── Input data

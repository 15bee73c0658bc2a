//! ZIP-prefix routing type.
//!
//! Crews are routed by the first 3 digits of a 5-digit US postal code
//! embedded in the pickup address free text.

use core::fmt;
use std::sync::LazyLock;

use regex::Regex;
use serde::{Deserialize, Serialize};

/// Matches the first 5-digit ZIP token in an address, with an optional
/// 4-digit extension (`62704` or `62704-1234`).
static ZIP_TOKEN: LazyLock<Regex> = LazyLock::new(|| {
    #[allow(clippy::unwrap_used)] // pattern is a compile-time constant
    Regex::new(r"\b(\d{5})(?:-\d{4})?\b").unwrap()
});

/// Errors that can occur when parsing a [`ZipPrefix`].
#[derive(thiserror::Error, Debug, Clone)]
pub enum ZipPrefixError {
    /// The input is not exactly 3 characters.
    #[error("ZIP prefix must be exactly 3 digits")]
    WrongLength,
    /// The input contains a non-digit character.
    #[error("ZIP prefix must contain only digits")]
    NonDigit,
}

/// The routing key for crew assignment: the first 3 digits of a ZIP code.
///
/// ## Examples
///
/// ```
/// use curbside_core::ZipPrefix;
///
/// assert!(ZipPrefix::parse("627").is_ok());
///
/// assert!(ZipPrefix::parse("62").is_err());   // too short
/// assert!(ZipPrefix::parse("6270").is_err()); // too long
/// assert!(ZipPrefix::parse("62a").is_err());  // non-digit
/// ```
#[derive(Debug, Clone, Serialize, Deserialize, PartialEq, Eq, Hash)]
#[serde(transparent)]
pub struct ZipPrefix(String);

impl ZipPrefix {
    /// Parse a `ZipPrefix` from a string.
    ///
    /// # Errors
    ///
    /// Returns an error unless the input is exactly 3 ASCII digits.
    pub fn parse(s: &str) -> Result<Self, ZipPrefixError> {
        if s.len() != 3 {
            return Err(ZipPrefixError::WrongLength);
        }

        if !s.bytes().all(|b| b.is_ascii_digit()) {
            return Err(ZipPrefixError::NonDigit);
        }

        Ok(Self(s.to_owned()))
    }

    /// Returns the prefix as a string slice.
    #[must_use]
    pub fn as_str(&self) -> &str {
        &self.0
    }
}

impl fmt::Display for ZipPrefix {
    fn fmt(&self, f: &mut fmt::Formatter<'_>) -> fmt::Result {
        write!(f, "{}", self.0)
    }
}

impl std::str::FromStr for ZipPrefix {
    type Err = ZipPrefixError;

    fn from_str(s: &str) -> Result<Self, Self::Err> {
        Self::parse(s)
    }
}

/// Scan an address for the first 5-digit ZIP token and return its routing
/// prefix.
///
/// The first matching token wins; no further candidates are considered. An
/// address with no ZIP token yields `None`.
#[must_use]
pub fn extract_zip_prefix(address: &str) -> Option<ZipPrefix> {
    let token = ZIP_TOKEN.captures(address)?.get(1)?.as_str();
    let prefix = token.get(..3)?;
    ZipPrefix::parse(prefix).ok()
}

// SQLx support (with postgres feature)
#[cfg(feature = "postgres")]
impl sqlx::Type<sqlx::Postgres> for ZipPrefix {
    fn type_info() -> sqlx::postgres::PgTypeInfo {
        <String as sqlx::Type<sqlx::Postgres>>::type_info()
    }

    fn compatible(ty: &sqlx::postgres::PgTypeInfo) -> bool {
        <String as sqlx::Type<sqlx::Postgres>>::compatible(ty)
    }
}

#[cfg(feature = "postgres")]
impl<'r> sqlx::Decode<'r, sqlx::Postgres> for ZipPrefix {
    fn decode(value: sqlx::postgres::PgValueRef<'r>) -> Result<Self, sqlx::error::BoxDynError> {
        let s = <String as sqlx::Decode<sqlx::Postgres>>::decode(value)?;
        // Database values are assumed valid
        Ok(Self(s))
    }
}

#[cfg(feature = "postgres")]
impl sqlx::Encode<'_, sqlx::Postgres> for ZipPrefix {
    fn encode_by_ref(
        &self,
        buf: &mut sqlx::postgres::PgArgumentBuffer,
    ) -> Result<sqlx::encode::IsNull, sqlx::error::BoxDynError> {
        <String as sqlx::Encode<sqlx::Postgres>>::encode_by_ref(&self.0, buf)
    }
}

#[cfg(test)]
#[allow(clippy::unwrap_used)]
mod tests {
    use super::*;

    #[test]
    fn test_parse_valid_prefix() {
        assert_eq!(ZipPrefix::parse("627").unwrap().as_str(), "627");
        assert_eq!(ZipPrefix::parse("001").unwrap().as_str(), "001");
    }

    #[test]
    fn test_parse_wrong_length() {
        assert!(matches!(
            ZipPrefix::parse("62"),
            Err(ZipPrefixError::WrongLength)
        ));
        assert!(matches!(
            ZipPrefix::parse("6270"),
            Err(ZipPrefixError::WrongLength)
        ));
        assert!(matches!(
            ZipPrefix::parse(""),
            Err(ZipPrefixError::WrongLength)
        ));
    }

    #[test]
    fn test_parse_non_digit() {
        assert!(matches!(
            ZipPrefix::parse("62a"),
            Err(ZipPrefixError::NonDigit)
        ));
    }

    #[test]
    fn test_extract_from_typical_address() {
        let prefix = extract_zip_prefix("12 Main St, Springfield, 62704").unwrap();
        assert_eq!(prefix.as_str(), "627");
    }

    #[test]
    fn test_extract_with_plus_four_extension() {
        let prefix = extract_zip_prefix("12 Main St, Springfield, 62704-1234").unwrap();
        assert_eq!(prefix.as_str(), "627");
    }

    #[test]
    fn test_extract_first_token_wins() {
        let prefix = extract_zip_prefix("PO Box 10001, Springfield, 62704").unwrap();
        assert_eq!(prefix.as_str(), "100");
    }

    #[test]
    fn test_extract_no_zip() {
        assert!(extract_zip_prefix("12 Main St, Springfield").is_none());
        assert!(extract_zip_prefix("").is_none());
    }

    #[test]
    fn test_extract_ignores_short_and_long_runs() {
        // 4-digit house number and a run of more than 5 digits are not ZIPs.
        assert!(extract_zip_prefix("1234 Elm St").is_none());
        assert!(extract_zip_prefix("order 1234567").is_none());
    }
}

────

## What the task asks
From the entries, report each line that includes the word "PgTypeInfo".

## Your response
    fn type_info() -> sqlx::postgres::PgTypeInfo {
    fn compatible(ty: &sqlx::postgres::PgTypeInfo) -> bool {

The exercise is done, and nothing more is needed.